Our human rights history is not blemish-free. Trail-blazing is never without its misgivings or mistakes. For example, we should recognize that even these 150th celebrations will not be viewed in the same way by all people. For many aboriginal communities, this is not necessarily an event that warrants celebration. But by looking honestly and openly at our past, by engaging in a diversity of voices and perspectives and by celebrating what has been accomplished to overcome these mistakes, we will serve to make our nation more united, more proud, and more just.
We can use this anniversary to continue on our journey of reconciliation. To tell these stories, the museum could develop dynamic, bilingual, online exhibits, travelling exhibits, and activities at the Canadian Museum for Human Rights. The stories chosen for the exhibits would be wide-ranging and would aim to engage many groups and communities, including aboriginal communities, francophones, anglophones, allophones, persons with disabilities, labour groups, and ethnocultural communities, to name a few.
State-of-the-art technology as well as art, theatre, and artifacts would make the travelling exhibits appeal to a large audience. Interactivity will provide Canadians with the opportunity to learn more about their neighbours and about themselves, strengthening the bonds of citizenship between us.
We could partner with the other national museums we're sharing with today to ensure that Canada's newest national museum, the Canadian Museum of Immigration at Pier 21, for example, has immigration experiences of new immigrants that are well connected to human rights.
These exhibits could also be used long after the 150th celebrations are over and travel to other museums of conscience globally, demonstrating to the world the progress being made in Canada on human rights.
A social media campaign could accompany these exhibits. It would engage a younger audience and encourage them to learn more about their history and to get involved in writing new chapters. Through YouTube we can challenge Canadians to tell their own stories and the stories of their communities--their Canada.
While the vision for the Canadian Museum for Human Rights emanated from the vision of a private citizen, the late Israel Asper, it evolved into a partnership of the Government of Canada, the Province of Manitoba, the City of Winnipeg, the Forks North Portage Partnership, and the Friends of the Canadian Museum for Human Rights. People from across Canada and around the world adopted this vision of the museum as their own, and thousands of individual donors, labour organizations, and the private sector contributed generously to the shared vision of what our project means and can accomplish for this country and the world.
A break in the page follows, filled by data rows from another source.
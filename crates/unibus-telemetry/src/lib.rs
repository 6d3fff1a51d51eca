//! # Unibus Telemetry
//!
//! Ambient observability for the unibus broker layer.
//!
//! ## Components
//!
//! - **Logs**: `tracing-subscriber` output, human-readable or JSON lines
//! - **Traces**: OpenTelemetry spans exported over OTLP gRPC
//! - **Propagation**: W3C trace context carried in message headers
//! - **Metrics**: Prometheus counters per backend system and topic
//!
//! ## Usage
//!
//! ```rust,ignore
//! use unibus_telemetry::{init_telemetry, TelemetryConfig};
//!
//! #[tokio::main]
//! async fn main() -> Result<(), Box<dyn std::error::Error>> {
//!     let _guard = init_telemetry(TelemetryConfig::from_env()).await?;
//!     // brokers created from here on log, trace and count
//!     Ok(())
//! }
//! ```
//!
//! ## Environment Variables
//!
//! | Variable | Default | Description |
//! |----------|---------|-------------|
//! | `UNIBUS_SERVICE_NAME` / `OTEL_SERVICE_NAME` | `unibus` | Service name in traces |
//! | `OTEL_EXPORTER_OTLP_ENDPOINT` | `http://localhost:4317` | OTLP collector |
//! | `UNIBUS_OTLP_ENABLED` | set when an endpoint is given | Export spans |
//! | `UNIBUS_LOG_LEVEL` / `RUST_LOG` | `info` | Log filter |
//! | `UNIBUS_CONSOLE_OUTPUT` | `true` | Log to stdout |
//! | `UNIBUS_JSON_LOGS` | `true` in containers | JSON log lines |
//! | `UNIBUS_ENVIRONMENT` | `dev` | `deployment.environment` resource |

#![allow(clippy::missing_const_for_fn)]
#![cfg_attr(test, allow(clippy::unwrap_used, clippy::expect_used))]

mod config;
mod context;
mod logging;
pub mod metrics;
mod tracing_setup;

pub use config::TelemetryConfig;
pub use context::{HeaderExtractor, HeaderInjector};
pub use logging::{env_filter, fmt_layer};
pub use metrics::{encode_metrics, register_metrics};
pub use tracing_setup::{init_tracing, TracingGuard};

use thiserror::Error;

/// Telemetry initialization errors
#[derive(Error, Debug)]
pub enum TelemetryError {
    #[error("Failed to initialize OpenTelemetry tracer: {0}")]
    TracerInit(String),

    #[error("Failed to initialize Prometheus metrics: {0}")]
    MetricsInit(String),

    #[error("Invalid configuration: {0}")]
    Config(String),
}

/// Initialize metrics registration, propagation, span export and logging.
///
/// Returns a guard that must be held for the lifetime of the application.
/// Dropping it flushes pending spans. Fails with [`TelemetryError::TracerInit`]
/// if a global subscriber is already installed.
pub async fn init_telemetry(config: TelemetryConfig) -> Result<TelemetryGuard, TelemetryError> {
    register_metrics()?;
    let tracing = init_tracing(&config).await?;
    Ok(TelemetryGuard { tracing })
}

/// Guard that keeps telemetry active. Drop to flush and shutdown.
pub struct TelemetryGuard {
    tracing: TracingGuard,
}

impl TelemetryGuard {
    /// True when spans leave the process over OTLP.
    #[must_use]
    pub fn is_exporting(&self) -> bool {
        self.tracing.is_exporting()
    }
}

impl Drop for TelemetryGuard {
    fn drop(&mut self) {
        tracing::info!("Shutting down telemetry");
    }
}

#[cfg(test)]
mod tests {
    use super::*;

    #[tokio::test]
    async fn test_init_telemetry_without_export() {
        let config = TelemetryConfig {
            otlp_enabled: false,
            console_output: false,
            log_level: "warn".to_string(),
            ..TelemetryConfig::default()
        };
        // Another test binary may own the global subscriber.
        match init_telemetry(config).await {
            Ok(guard) => assert!(!guard.is_exporting()),
            Err(e) => assert!(matches!(e, TelemetryError::TracerInit(_))),
        }
    }

    #[test]
    fn test_error_display() {
        let err = TelemetryError::Config("bad".to_string());
        assert_eq!(err.to_string(), "Invalid configuration: bad");
    }
}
Partnerships between the federal, provincial, and municipal levels of government and the private sector are opportunities that must be considered in the development of plans on the journey to the 150th anniversary of Confederation.
Many successful Canadian companies have stories to tell in the context of the development of our nation. They should be invited as active partners to both have their stories told and to invest financially in community, sporting, arts, and cultural events.
On this journey toward marking the 150th anniversary of Confederation in 2017, I invite all Canadians to imagine ways to build a better society, a fairer society. I then challenge them to take action to make that society a reality.
I believe that to achieve our vision, we must work together, learn from our past to reinforce innovation, and encourage philanthropy and volunteerism. We must build on our proud history toward a brighter future.
I thank you for the privilege of speaking to you.
Let us work together to make this great year in Canadian history unforgettable.
Each of us can answer the call to service in our own way and together can continue this bold experiment we call Canada.
Thank you very much.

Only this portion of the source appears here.